Using the data below, return every line that holds the word "Default".

Content starts

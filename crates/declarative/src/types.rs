//! Types shared by the plan executor

use serde::{Deserialize, Serialize};

/// Result of applying a single operation
#[derive(Debug, Clone, PartialEq, Eq, Serialize, Deserialize)]
pub enum ApplyResult {
    /// Sub-resource was created
    Added,
    /// Sub-resource was deleted
    Removed,
    /// Operation failed
    Failed { error: String },
    /// Operation was not attempted
    Skipped { reason: String },
}

impl ApplyResult {
    /// Check if the result represents success (no failure)
    pub fn is_success(&self) -> bool {
        !matches!(self, Self::Failed { .. })
    }

    /// Check if the result represents a change
    pub fn is_change(&self) -> bool {
        matches!(self, Self::Added | Self::Removed)
    }
}

/// Summary of execution results
#[derive(Debug, Clone, Default, PartialEq, Eq, Serialize, Deserialize)]
pub struct ApplySummary {
    pub added: usize,
    pub removed: usize,
    pub skipped: usize,
    pub failed: usize,
}

impl ApplySummary {
    /// Total number of actual changes made
    pub fn total_changes(&self) -> usize {
        self.added + self.removed
    }

    /// Check if execution was fully successful (no failures)
    pub fn is_success(&self) -> bool {
        self.failed == 0
    }

    /// Total number of operations processed
    pub fn total(&self) -> usize {
        self.added + self.removed + self.skipped + self.failed
    }

    /// Merge another summary into this one
    pub fn merge(&mut self, other: &ApplySummary) {
        self.added += other.added;
        self.removed += other.removed;
        self.skipped += other.skipped;
        self.failed += other.failed;
    }

    /// Add a result to the summary
    pub fn add_result(&mut self, result: &ApplyResult) {
        match result {
            ApplyResult::Added => self.added += 1,
            ApplyResult::Removed => self.removed += 1,
            ApplyResult::Failed { .. } => self.failed += 1,
            ApplyResult::Skipped { .. } => self.skipped += 1,
        }
    }
}

/// Options for applying a plan
#[derive(Debug, Clone, Default)]
pub struct ApplyOptions {
    /// Don't make changes, just report what would happen
    pub dry_run: bool,
    /// Stop at the first failing operation instead of recording it
    pub fail_fast: bool,
}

Content ends

- Written reply
#[derive(Debug, Clone, Default, PartialEq, Eq, Serialize, Deserialize)]
#[derive(Debug, Clone, Default)]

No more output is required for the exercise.